■ Your task: Below this line is the material. Write out only its lines from the one containing "let _ = f.borrow_mut().take();" through the one containing "if let Some(cb)", both kept, exactly.

■ Supplied records:
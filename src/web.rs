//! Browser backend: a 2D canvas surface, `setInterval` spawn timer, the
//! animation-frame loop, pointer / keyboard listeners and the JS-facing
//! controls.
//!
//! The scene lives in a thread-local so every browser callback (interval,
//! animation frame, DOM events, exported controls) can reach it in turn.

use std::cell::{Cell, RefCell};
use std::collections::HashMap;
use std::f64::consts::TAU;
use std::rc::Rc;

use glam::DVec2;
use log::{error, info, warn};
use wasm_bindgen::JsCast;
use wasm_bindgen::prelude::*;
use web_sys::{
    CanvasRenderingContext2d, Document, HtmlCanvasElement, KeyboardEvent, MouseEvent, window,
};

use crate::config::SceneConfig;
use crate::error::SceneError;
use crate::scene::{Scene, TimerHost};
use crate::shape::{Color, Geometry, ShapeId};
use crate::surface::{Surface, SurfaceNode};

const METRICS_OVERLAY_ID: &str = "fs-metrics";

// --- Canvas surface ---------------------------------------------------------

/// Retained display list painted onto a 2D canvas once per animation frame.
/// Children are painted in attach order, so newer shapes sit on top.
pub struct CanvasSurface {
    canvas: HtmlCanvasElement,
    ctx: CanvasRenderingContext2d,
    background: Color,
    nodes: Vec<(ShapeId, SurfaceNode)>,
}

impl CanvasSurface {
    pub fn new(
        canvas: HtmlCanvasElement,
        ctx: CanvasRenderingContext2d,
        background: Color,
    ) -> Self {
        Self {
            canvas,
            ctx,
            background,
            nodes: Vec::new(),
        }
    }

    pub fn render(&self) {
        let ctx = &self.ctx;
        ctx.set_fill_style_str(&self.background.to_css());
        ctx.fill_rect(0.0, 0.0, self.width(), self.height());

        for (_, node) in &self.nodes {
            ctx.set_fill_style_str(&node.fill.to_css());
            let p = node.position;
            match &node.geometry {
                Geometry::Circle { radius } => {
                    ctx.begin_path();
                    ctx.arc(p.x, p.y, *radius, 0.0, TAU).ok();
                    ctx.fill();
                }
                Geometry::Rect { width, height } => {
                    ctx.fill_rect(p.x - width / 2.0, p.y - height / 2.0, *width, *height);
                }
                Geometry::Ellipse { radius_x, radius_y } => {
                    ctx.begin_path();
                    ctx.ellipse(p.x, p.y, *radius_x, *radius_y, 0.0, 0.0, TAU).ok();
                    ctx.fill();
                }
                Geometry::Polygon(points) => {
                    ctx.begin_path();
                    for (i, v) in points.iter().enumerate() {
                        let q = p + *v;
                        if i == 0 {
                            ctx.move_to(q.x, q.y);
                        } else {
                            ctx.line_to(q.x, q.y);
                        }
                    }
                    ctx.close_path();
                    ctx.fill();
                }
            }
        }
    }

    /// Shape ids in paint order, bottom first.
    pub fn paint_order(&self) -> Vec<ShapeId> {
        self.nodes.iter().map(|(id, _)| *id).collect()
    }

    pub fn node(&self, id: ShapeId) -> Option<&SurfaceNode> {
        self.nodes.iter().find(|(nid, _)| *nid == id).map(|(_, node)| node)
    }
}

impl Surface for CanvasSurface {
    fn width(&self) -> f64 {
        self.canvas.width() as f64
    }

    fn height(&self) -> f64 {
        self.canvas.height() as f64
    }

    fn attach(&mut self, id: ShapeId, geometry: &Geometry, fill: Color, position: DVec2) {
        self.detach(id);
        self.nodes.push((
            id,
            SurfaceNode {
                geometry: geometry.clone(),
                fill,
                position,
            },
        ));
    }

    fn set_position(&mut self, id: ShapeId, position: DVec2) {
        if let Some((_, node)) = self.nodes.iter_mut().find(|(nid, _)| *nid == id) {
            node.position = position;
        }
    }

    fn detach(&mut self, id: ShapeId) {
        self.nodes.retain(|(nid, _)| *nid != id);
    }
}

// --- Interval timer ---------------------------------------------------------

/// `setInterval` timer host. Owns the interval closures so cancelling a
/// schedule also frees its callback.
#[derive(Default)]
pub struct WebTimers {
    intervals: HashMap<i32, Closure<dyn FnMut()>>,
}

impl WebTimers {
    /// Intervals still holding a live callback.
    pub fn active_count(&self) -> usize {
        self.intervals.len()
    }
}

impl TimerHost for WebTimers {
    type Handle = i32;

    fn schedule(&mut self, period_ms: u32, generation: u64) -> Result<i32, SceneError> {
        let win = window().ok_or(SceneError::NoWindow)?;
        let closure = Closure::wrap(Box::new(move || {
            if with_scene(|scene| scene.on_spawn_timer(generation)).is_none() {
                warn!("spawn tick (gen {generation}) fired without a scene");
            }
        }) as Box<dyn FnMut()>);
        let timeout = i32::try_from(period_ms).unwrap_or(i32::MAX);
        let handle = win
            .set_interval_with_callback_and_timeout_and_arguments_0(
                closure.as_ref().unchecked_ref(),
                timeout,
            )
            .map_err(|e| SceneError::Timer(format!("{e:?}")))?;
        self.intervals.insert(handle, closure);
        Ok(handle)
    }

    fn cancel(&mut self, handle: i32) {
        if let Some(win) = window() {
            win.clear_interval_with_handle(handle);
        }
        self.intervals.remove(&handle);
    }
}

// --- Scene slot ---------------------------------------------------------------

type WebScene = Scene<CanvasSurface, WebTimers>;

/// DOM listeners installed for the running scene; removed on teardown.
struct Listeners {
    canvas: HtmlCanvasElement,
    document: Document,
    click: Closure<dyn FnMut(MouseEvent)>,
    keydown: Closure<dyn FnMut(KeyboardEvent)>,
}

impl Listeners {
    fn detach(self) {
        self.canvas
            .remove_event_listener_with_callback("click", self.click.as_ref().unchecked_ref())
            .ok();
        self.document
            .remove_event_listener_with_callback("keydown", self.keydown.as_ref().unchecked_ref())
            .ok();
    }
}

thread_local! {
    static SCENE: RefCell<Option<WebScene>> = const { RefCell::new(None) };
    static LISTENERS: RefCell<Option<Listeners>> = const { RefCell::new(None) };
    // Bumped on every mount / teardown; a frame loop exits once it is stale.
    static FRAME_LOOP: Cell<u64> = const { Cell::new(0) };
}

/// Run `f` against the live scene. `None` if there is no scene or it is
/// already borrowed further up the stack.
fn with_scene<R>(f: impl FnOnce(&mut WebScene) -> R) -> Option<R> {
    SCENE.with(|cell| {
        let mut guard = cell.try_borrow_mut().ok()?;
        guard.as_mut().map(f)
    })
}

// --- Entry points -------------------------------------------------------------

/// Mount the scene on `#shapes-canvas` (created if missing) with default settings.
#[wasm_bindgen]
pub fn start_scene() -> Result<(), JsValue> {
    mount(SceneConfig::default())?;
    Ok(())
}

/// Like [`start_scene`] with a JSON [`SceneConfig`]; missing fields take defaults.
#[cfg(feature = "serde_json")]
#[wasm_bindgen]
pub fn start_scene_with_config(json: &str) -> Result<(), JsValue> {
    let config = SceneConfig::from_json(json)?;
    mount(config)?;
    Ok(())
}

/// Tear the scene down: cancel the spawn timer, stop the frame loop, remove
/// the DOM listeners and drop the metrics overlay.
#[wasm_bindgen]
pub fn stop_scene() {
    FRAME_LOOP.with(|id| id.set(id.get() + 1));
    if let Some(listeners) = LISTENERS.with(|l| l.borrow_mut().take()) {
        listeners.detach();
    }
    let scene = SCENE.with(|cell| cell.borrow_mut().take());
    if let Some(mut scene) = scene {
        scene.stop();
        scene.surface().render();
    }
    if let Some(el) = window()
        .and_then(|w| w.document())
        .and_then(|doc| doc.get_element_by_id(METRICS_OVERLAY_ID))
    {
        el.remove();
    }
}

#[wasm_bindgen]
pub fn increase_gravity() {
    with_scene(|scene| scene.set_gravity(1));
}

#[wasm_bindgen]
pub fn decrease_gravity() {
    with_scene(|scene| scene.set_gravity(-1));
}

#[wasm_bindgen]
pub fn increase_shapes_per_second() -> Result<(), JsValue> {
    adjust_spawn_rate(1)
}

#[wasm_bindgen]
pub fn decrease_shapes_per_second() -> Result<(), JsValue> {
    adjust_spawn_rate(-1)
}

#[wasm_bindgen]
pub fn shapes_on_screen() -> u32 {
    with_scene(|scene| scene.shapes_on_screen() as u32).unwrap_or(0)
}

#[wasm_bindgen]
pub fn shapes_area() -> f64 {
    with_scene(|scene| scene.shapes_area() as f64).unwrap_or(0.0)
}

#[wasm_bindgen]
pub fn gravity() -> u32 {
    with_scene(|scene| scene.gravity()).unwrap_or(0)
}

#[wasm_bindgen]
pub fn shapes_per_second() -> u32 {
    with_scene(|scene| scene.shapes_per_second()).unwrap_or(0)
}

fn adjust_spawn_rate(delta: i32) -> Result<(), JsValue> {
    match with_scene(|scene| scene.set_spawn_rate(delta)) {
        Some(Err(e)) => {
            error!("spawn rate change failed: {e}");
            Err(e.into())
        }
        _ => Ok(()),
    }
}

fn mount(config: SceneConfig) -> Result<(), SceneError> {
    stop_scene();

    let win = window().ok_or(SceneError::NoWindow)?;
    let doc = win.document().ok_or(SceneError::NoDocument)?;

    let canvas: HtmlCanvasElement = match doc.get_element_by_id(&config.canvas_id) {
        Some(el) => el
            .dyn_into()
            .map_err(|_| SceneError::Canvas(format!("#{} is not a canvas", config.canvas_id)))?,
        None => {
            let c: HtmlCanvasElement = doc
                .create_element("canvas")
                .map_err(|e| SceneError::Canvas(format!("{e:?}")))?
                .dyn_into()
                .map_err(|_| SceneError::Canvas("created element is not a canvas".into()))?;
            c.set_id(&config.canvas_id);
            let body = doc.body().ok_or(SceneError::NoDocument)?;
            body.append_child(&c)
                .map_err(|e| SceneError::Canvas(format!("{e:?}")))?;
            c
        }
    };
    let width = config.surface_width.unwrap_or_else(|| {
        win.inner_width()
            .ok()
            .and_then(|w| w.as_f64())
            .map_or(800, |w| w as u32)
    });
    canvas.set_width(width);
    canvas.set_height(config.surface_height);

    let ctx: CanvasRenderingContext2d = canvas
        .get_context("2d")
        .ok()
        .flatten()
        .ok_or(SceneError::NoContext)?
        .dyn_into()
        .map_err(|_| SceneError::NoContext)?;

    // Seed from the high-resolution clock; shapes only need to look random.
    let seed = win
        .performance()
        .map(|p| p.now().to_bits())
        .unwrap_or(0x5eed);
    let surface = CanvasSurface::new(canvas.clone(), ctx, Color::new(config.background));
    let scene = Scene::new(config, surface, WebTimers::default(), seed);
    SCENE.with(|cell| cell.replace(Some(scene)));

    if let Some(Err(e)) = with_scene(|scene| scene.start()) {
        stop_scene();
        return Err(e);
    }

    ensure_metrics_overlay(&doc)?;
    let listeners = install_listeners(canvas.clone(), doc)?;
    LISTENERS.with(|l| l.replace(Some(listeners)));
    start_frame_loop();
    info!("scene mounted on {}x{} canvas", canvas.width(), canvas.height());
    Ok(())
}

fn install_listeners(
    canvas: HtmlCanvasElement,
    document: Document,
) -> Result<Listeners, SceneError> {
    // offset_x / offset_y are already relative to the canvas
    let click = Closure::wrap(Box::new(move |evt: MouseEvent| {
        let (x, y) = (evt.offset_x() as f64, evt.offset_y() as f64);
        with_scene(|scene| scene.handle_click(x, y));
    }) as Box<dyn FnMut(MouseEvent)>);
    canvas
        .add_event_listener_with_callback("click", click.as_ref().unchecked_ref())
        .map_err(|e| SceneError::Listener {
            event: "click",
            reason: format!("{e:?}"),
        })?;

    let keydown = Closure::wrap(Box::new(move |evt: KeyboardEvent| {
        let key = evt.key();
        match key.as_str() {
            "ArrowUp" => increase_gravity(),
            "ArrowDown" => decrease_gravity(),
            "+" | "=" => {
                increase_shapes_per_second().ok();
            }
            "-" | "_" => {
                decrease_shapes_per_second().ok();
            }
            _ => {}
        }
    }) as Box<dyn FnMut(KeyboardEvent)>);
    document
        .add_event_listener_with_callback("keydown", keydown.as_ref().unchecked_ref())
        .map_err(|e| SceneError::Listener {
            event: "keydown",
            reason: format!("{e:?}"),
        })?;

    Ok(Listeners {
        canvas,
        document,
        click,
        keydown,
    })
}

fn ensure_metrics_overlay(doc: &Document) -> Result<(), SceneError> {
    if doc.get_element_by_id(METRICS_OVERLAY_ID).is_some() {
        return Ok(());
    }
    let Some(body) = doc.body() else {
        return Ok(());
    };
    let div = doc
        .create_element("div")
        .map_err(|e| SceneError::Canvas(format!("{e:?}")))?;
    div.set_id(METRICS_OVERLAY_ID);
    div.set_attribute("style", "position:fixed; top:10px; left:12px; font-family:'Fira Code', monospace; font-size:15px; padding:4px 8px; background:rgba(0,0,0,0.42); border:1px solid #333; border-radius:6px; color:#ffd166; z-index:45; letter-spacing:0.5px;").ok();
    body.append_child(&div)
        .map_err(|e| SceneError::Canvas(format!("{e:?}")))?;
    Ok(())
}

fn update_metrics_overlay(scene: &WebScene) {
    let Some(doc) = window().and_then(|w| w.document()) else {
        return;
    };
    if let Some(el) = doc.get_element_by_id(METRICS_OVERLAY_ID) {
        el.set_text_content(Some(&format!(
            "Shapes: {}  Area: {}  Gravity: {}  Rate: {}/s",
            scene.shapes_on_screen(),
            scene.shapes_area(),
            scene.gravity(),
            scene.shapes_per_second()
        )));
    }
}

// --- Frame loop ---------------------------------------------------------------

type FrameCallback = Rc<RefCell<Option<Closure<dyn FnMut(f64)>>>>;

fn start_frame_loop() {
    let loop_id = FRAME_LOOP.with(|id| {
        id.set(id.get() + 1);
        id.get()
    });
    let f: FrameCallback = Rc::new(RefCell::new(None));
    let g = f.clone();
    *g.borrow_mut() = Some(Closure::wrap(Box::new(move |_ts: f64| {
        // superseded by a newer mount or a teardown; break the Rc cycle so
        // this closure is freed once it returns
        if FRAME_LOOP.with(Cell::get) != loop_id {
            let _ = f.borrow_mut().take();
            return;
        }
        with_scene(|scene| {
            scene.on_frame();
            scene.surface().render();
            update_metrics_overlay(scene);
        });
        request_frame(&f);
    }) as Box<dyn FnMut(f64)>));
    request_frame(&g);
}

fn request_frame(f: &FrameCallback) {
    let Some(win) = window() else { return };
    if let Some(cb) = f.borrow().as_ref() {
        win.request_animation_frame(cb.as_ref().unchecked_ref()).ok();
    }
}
* * *
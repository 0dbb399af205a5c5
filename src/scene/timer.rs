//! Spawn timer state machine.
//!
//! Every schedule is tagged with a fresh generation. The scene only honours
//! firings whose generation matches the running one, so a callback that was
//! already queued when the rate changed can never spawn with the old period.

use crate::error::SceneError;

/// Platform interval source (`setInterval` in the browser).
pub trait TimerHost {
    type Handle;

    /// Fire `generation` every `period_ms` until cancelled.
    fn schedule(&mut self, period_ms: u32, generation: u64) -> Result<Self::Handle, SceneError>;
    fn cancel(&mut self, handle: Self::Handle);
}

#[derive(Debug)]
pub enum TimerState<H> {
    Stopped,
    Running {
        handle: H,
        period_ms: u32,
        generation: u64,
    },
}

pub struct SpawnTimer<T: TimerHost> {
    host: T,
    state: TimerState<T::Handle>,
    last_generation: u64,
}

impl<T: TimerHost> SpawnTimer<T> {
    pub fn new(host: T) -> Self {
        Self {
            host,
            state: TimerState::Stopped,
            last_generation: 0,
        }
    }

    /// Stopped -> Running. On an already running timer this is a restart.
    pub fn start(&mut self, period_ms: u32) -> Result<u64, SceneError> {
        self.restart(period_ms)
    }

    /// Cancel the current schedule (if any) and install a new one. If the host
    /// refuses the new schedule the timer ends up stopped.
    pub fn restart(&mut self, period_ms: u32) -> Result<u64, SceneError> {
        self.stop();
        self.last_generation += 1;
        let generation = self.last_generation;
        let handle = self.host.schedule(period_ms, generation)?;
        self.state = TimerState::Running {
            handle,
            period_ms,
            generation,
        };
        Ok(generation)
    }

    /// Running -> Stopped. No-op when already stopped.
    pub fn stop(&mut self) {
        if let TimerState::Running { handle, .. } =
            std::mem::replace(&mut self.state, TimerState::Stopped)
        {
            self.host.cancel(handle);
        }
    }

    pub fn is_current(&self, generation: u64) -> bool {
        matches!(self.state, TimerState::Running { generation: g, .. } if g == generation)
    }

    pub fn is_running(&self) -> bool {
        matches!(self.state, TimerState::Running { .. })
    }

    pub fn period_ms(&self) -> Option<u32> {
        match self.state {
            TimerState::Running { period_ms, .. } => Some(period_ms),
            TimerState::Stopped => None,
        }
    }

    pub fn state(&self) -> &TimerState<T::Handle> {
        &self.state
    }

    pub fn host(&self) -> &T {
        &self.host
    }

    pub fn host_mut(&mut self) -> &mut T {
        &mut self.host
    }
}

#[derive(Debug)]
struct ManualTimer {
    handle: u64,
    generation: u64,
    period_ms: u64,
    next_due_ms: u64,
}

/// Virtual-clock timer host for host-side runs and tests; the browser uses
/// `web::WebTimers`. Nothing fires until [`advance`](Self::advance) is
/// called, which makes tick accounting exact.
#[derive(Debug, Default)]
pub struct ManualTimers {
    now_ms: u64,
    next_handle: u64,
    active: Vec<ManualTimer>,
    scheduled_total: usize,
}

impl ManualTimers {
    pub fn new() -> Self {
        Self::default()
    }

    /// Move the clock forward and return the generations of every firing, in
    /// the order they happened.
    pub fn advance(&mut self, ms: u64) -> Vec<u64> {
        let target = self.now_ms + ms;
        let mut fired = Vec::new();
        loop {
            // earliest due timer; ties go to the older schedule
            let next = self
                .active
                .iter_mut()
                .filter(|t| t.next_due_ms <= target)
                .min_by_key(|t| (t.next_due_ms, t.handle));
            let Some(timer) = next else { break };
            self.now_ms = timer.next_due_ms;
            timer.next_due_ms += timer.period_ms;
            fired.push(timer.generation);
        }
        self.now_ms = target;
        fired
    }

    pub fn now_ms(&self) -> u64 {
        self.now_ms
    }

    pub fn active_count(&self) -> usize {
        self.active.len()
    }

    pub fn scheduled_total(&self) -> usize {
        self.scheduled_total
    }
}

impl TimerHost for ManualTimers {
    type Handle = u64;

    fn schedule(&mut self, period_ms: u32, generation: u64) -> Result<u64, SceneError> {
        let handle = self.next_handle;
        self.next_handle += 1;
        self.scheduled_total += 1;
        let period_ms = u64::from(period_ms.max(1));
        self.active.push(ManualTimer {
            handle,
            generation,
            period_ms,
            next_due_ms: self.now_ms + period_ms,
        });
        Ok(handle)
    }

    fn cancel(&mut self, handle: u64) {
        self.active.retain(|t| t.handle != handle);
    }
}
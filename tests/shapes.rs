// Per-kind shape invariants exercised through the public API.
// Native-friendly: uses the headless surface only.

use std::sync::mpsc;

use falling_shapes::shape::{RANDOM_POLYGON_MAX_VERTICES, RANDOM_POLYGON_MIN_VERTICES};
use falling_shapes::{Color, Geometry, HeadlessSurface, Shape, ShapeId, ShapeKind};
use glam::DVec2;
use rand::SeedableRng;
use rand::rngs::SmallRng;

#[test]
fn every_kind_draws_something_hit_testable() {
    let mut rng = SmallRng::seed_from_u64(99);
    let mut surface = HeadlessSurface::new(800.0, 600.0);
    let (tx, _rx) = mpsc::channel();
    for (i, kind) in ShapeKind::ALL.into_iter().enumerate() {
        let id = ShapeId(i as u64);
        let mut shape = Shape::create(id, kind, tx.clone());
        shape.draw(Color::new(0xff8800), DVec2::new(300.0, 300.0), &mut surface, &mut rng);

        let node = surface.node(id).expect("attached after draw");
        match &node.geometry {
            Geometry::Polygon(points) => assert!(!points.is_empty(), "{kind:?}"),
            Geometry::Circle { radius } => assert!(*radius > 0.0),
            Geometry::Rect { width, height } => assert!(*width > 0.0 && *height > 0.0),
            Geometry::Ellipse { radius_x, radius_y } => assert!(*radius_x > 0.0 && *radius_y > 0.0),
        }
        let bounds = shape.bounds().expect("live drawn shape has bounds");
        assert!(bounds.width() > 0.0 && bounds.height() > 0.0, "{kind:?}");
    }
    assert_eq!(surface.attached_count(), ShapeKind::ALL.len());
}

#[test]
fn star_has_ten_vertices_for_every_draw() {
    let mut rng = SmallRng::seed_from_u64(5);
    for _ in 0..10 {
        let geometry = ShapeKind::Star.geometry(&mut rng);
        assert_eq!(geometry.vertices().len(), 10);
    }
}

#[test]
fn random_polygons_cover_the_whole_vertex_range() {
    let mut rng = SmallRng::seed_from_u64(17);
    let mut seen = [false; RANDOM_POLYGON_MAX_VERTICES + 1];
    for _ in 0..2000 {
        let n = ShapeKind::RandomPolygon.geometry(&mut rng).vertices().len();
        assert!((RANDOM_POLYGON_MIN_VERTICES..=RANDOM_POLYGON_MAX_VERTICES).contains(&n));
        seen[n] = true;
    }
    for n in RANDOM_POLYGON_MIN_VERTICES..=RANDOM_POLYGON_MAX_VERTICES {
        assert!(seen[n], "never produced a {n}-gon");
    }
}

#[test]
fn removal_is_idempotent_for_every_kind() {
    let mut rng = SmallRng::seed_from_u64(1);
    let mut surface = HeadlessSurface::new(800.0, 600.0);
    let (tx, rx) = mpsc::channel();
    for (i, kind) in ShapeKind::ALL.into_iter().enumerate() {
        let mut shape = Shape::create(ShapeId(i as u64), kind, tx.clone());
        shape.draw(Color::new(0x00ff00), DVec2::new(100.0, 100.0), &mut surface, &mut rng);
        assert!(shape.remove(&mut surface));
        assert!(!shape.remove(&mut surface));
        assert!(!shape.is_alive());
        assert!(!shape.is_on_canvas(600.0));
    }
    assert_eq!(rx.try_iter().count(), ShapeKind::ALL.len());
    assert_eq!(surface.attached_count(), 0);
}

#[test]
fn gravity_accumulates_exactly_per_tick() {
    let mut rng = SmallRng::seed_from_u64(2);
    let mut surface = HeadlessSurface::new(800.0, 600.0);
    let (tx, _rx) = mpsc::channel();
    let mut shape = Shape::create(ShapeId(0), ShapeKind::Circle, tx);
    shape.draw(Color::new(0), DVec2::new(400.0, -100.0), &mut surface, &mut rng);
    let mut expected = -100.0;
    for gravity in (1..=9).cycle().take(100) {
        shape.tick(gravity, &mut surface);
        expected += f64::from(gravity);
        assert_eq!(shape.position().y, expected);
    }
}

■ Your solution:
            let _ = f.borrow_mut().take();
            return;
        }
        with_scene(|scene| {
            scene.on_frame();
            scene.surface().render();
            update_metrics_overlay(scene);
        });
        request_frame(&f);
    }) as Box<dyn FnMut(f64)>));
    request_frame(&g);
}

fn request_frame(f: &FrameCallback) {
    let Some(win) = window() else { return };
    if let Some(cb) = f.borrow().as_ref() {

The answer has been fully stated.